This post has potentially manipulated dice roll results.
@Ben_Evolent; It seems to work with: "max(1d20, max(1d20, 1d20))"
(Yes, I know, it's very similar to the one with double max that you also tried, but sometimes the order in which you write things matters... this is obviously one of those cases).
Here's the formula at work:
20
16
13
20
14
20
20
16
11
20
However, this formula is slightly more favorable than Elven Accuracy would be...
Elven Accuracy, from what I read, just allows you to reroll one of the dice - so with the second roll you might get a result lower than the die you rerolled. Using "max" instead always keeps the best roll. So, while I was considering adding it to my beloved rolls generator, I decided not to, in the end.
Anyway, in my opinion, it is still the best approximation to Elven Accuracy that can be obtained with a single formula.
This post has potentially manipulated dice roll results.
@Ben_Evolent; It seems to work with: "max(1d20, max(1d20, 1d20))"
(Yes, I know, it's very similar to the one with double max that you also tried, but sometimes the order in which you write things matters... this is obviously one of those cases).
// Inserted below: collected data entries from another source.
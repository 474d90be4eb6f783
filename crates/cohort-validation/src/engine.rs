use std::collections::BTreeMap;
use std::panic::{catch_unwind, AssertUnwindSafe};
use std::sync::Arc;

use cohort_store::{ProjectionStore, ReferenceStore};
use cohort_types::{ParticipantKey, ParticipantSnapshot, ReferenceData};
use futures::future::join_all;
use futures::stream::{FuturesUnordered, StreamExt};
use serde::{Deserialize, Serialize};
use tokio::task::JoinError;
use tracing::{debug, warn};

use crate::config::ValidationConfig;
use crate::error::ValidationError;
use crate::rule::{RuleInput, Severity, ValidationResult, ValidationRule, ValidationSummary};
use crate::rules::default_rules;

/// Rule name reported for a batch key with no projections.
pub const PARTICIPANT_EXISTS: &str = "participant_exists";

// ---------------------------------------------------------------------------
// ParticipantValidation
// ---------------------------------------------------------------------------

/// Ordered rule results for one participant.
#[derive(Clone, Debug, PartialEq, Eq, Serialize, Deserialize)]
pub struct ParticipantValidation {
    pub key: ParticipantKey,
    /// One result per registered rule, in registration order.
    pub results: Vec<ValidationResult>,
    pub summary: ValidationSummary,
}

impl ParticipantValidation {
    pub fn new(key: ParticipantKey, results: Vec<ValidationResult>) -> Self {
        let summary = ValidationSummary::from_results(&results);
        Self {
            key,
            results,
            summary,
        }
    }

    /// `true` when every result passed. A failed `Warning` fails the
    /// participant too, though it is not blocking.
    pub fn passed(&self) -> bool {
        self.summary.failed == 0
    }

    /// Failed results of any severity, in registration order.
    pub fn failures(&self) -> impl Iterator<Item = &ValidationResult> {
        self.results.iter().filter(|r| !r.passed)
    }

    /// Failed `Error` results.
    pub fn blocking(&self) -> impl Iterator<Item = &ValidationResult> {
        self.results.iter().filter(|r| r.is_blocking())
    }
}

// ---------------------------------------------------------------------------
// ValidationEngine
// ---------------------------------------------------------------------------

/// Evaluates an ordered rule list against participants.
///
/// Each rule runs as its own task; results are re-sorted to registration
/// order before they are returned, so output never depends on which rule
/// finished first. A rule that errors or panics yields a synthetic `Error`
/// result under its own name and never affects its siblings.
pub struct ValidationEngine<S: ?Sized> {
    store: Arc<S>,
    rules: Vec<Arc<dyn ValidationRule>>,
    config: ValidationConfig,
}

impl<S> ValidationEngine<S>
where
    S: ProjectionStore + ReferenceStore + ?Sized,
{
    /// Create an engine with no rules. Use [`Self::add_rule`] to register
    /// rules, or [`Self::with_default_rules`] for the standard set.
    pub fn new(store: Arc<S>, config: ValidationConfig) -> Self {
        Self {
            store,
            rules: Vec::new(),
            config,
        }
    }

    /// Create an engine with the standard rules:
    /// primary care provider, NHS number present, NHS number consistency,
    /// name present, postcode present.
    pub fn with_default_rules(store: Arc<S>, config: ValidationConfig) -> Self {
        let mut engine = Self::new(store, config);
        for rule in default_rules(&engine.config) {
            engine.add_rule(rule);
        }
        engine
    }

    /// Append a rule to the end of the registration order.
    pub fn add_rule(&mut self, rule: Arc<dyn ValidationRule>) {
        self.rules.push(rule);
    }

    pub fn config(&self) -> &ValidationConfig {
        &self.config
    }

    pub fn rules(&self) -> &[Arc<dyn ValidationRule>] {
        &self.rules
    }

    pub fn rule_names(&self) -> Vec<&str> {
        self.rules.iter().map(|r| r.name()).collect()
    }

    /// Registration position and description of a rule, by name.
    pub fn rule_info(&self, name: &str) -> Option<(usize, &str)> {
        self.rules
            .iter()
            .position(|r| r.name() == name)
            .map(|i| (i, self.rules[i].description()))
    }

    /// Validate one participant against every registered rule.
    ///
    /// Fails with `NotFound` when neither projection exists.
    pub async fn validate(
        &self,
        key: ParticipantKey,
    ) -> Result<ParticipantValidation, ValidationError> {
        self.validate_with(key, None).await
    }

    /// Validate one participant against the named subset of rules, kept in
    /// registration order. `None` runs every rule.
    pub async fn validate_with(
        &self,
        key: ParticipantKey,
        only: Option<&[String]>,
    ) -> Result<ParticipantValidation, ValidationError> {
        let rules = self.select(only)?;
        let snapshot = self.store.snapshot(key).await?;
        if snapshot.is_empty() {
            return Err(ValidationError::NotFound(key));
        }
        let reference = Arc::new(self.store.reference_data().await?);
        let input = RuleInput::new(snapshot, reference);
        let results = run_rules(&rules, input, self.config.parallel_rules).await;
        debug!(key = %key, rules = results.len(), "participant validated");
        Ok(ParticipantValidation::new(key, results))
    }

    /// Validate many participants concurrently.
    ///
    /// A key with no projections, or whose lookup fails, gets a single
    /// synthetic failed result instead of aborting the batch.
    pub async fn validate_batch(
        &self,
        keys: &[ParticipantKey],
    ) -> Result<BTreeMap<ParticipantKey, ParticipantValidation>, ValidationError> {
        if keys.is_empty() {
            return Err(ValidationError::InvalidInput(
                "batch must contain at least one key".into(),
            ));
        }
        let outcomes = join_all(keys.iter().map(|key| async move {
            let outcome = self.validate(*key).await;
            (*key, outcome)
        }))
        .await;

        Ok(outcomes
            .into_iter()
            .map(|(key, outcome)| {
                let validation = match outcome {
                    Ok(validation) => validation,
                    Err(ValidationError::NotFound(_)) => ParticipantValidation::new(
                        key,
                        vec![ValidationResult::fail(
                            PARTICIPANT_EXISTS,
                            Severity::Error,
                            format!("No participant found with NHS number {key}"),
                        )],
                    ),
                    Err(err) => {
                        warn!(key = %key, error = %err, "batch validation lookup failed");
                        ParticipantValidation::new(
                            key,
                            vec![ValidationResult::rule_failure(PARTICIPANT_EXISTS, err)],
                        )
                    }
                };
                (key, validation)
            })
            .collect())
    }

    /// Evaluate every rule against an already loaded snapshot. No store I/O.
    pub async fn evaluate(
        &self,
        snapshot: ParticipantSnapshot,
        reference: Arc<ReferenceData>,
    ) -> ParticipantValidation {
        let key = snapshot.key;
        let results = run_rules(
            &self.rules,
            RuleInput::new(snapshot, reference),
            self.config.parallel_rules,
        )
        .await;
        ParticipantValidation::new(key, results)
    }

    fn select(
        &self,
        only: Option<&[String]>,
    ) -> Result<Vec<Arc<dyn ValidationRule>>, ValidationError> {
        let Some(names) = only else {
            return Ok(self.rules.clone());
        };
        if let Some(unknown) = names
            .iter()
            .find(|n| !self.rules.iter().any(|r| r.name() == n.as_str()))
        {
            return Err(ValidationError::InvalidInput(format!("unknown rule: {unknown}")));
        }
        Ok(self
            .rules
            .iter()
            .filter(|r| names.iter().any(|n| n == r.name()))
            .cloned()
            .collect())
    }
}

// ---------------------------------------------------------------------------
// Rule execution
// ---------------------------------------------------------------------------

async fn run_rules(
    rules: &[Arc<dyn ValidationRule>],
    input: RuleInput,
    parallel: bool,
) -> Vec<ValidationResult> {
    if !parallel {
        return rules.iter().map(|rule| run_inline(rule.as_ref(), &input)).collect();
    }

    let input = Arc::new(input);
    let mut pending: FuturesUnordered<_> = rules
        .iter()
        .enumerate()
        .map(|(index, rule)| {
            let name = rule.name().to_string();
            let rule = Arc::clone(rule);
            let input = Arc::clone(&input);
            let handle = tokio::spawn(async move { rule.evaluate(&input) });
            async move { (index, name, handle.await) }
        })
        .collect();

    // Fan in by completion, then restore registration order.
    let mut completed = Vec::with_capacity(rules.len());
    while let Some((index, name, joined)) = pending.next().await {
        let result = match joined {
            Ok(Ok(result)) => result.named(name),
            Ok(Err(err)) => {
                warn!(rule = %name, error = %err, "validation rule returned an error");
                ValidationResult::rule_failure(name, err)
            }
            Err(err) => {
                let reason = panic_reason(err);
                warn!(rule = %name, reason = %reason, "validation rule panicked");
                ValidationResult::rule_failure(name, reason)
            }
        };
        completed.push((index, result));
    }
    completed.sort_by_key(|(index, _)| *index);
    completed.into_iter().map(|(_, result)| result).collect()
}

fn run_inline(rule: &dyn ValidationRule, input: &RuleInput) -> ValidationResult {
    match catch_unwind(AssertUnwindSafe(|| rule.evaluate(input))) {
        Ok(Ok(result)) => result.named(rule.name()),
        Ok(Err(err)) => ValidationResult::rule_failure(rule.name(), err),
        Err(payload) => {
            ValidationResult::rule_failure(rule.name(), payload_text(payload.as_ref()))
        }
    }
}

fn panic_reason(err: JoinError) -> String {
    if err.is_panic() {
        payload_text(err.into_panic().as_ref())
    } else {
        err.to_string()
    }
}

fn payload_text(payload: &(dyn std::any::Any + Send)) -> String {
    payload
        .downcast_ref::<&str>()
        .map(|s| s.to_string())
        .or_else(|| payload.downcast_ref::<String>().cloned())
        .unwrap_or_else(|| "rule panicked".to_string())
}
Nice! Thanks, that's one option that I didn't try.
However, this formula is slightly more favorable than Elven Accuracy would be...
Elven Accuracy, from what I read, just allows you to reroll one of the dice - so with the second roll you might get a result lower than the die you rerolled. Using "max" instead always keeps the best roll.
Hm. I've heard people say that Elven Accuracy is different from "triple advantage," but I guess I'm missing something. If I'm at a table IRL, and I have advantage with Elven Accuracy, then
Since I'm going to take the best of the two rolls in step 4, I should always pick the lowest of my two d20 rolls to reroll.
Then, because of advantage, I take the best of the two rolls.
Am I mathing wrong? Or do I not understand the wording of the feat?
Roll 1d20.
Roll 1d20.
Take the lowest of #1 and #2, and reroll that d20 for a new 1d20 value.
That gives me two results, the highest of #1 and #2, which I didn't reroll, and the new roll from #3.
I take the highest of the two values from #4 because of advantage.
Looking at steps 4 and 5, that's exactly max(max(1d20, 1d20), 1d20) which is the same as max(1d20, max(1d20, 1d20)) and max(1d20, 1d20, 1d20), right?
That is, I don't care if the reroll is lower because I can never get a result lower than the highest from steps #1 and #2. Elven Accuracy just lets me replace the lower of the two dice with a new 1d20 roll, but even if that third roll is the lowest one, I still end up with the max of all 3 rolls.
That is, I don't care if the reroll is lower because I can never get a result lower than the highest from steps #1 and #2. Elven Accuracy just lets me replace the lower of the two dice with a new 1d20 roll, but even if that third roll is the lowest one, I still end up with the max of all 3 rolls.
Thinking back to what you said, you must be right. I was misled by the fact that when you reroll, if you roll worse than the die you rolled you have to keep the value... but your observation is correct - since you are rolling with Advantage, you will definitely choose the lowest if you want to reroll - so even if you roll even lower it will make no difference.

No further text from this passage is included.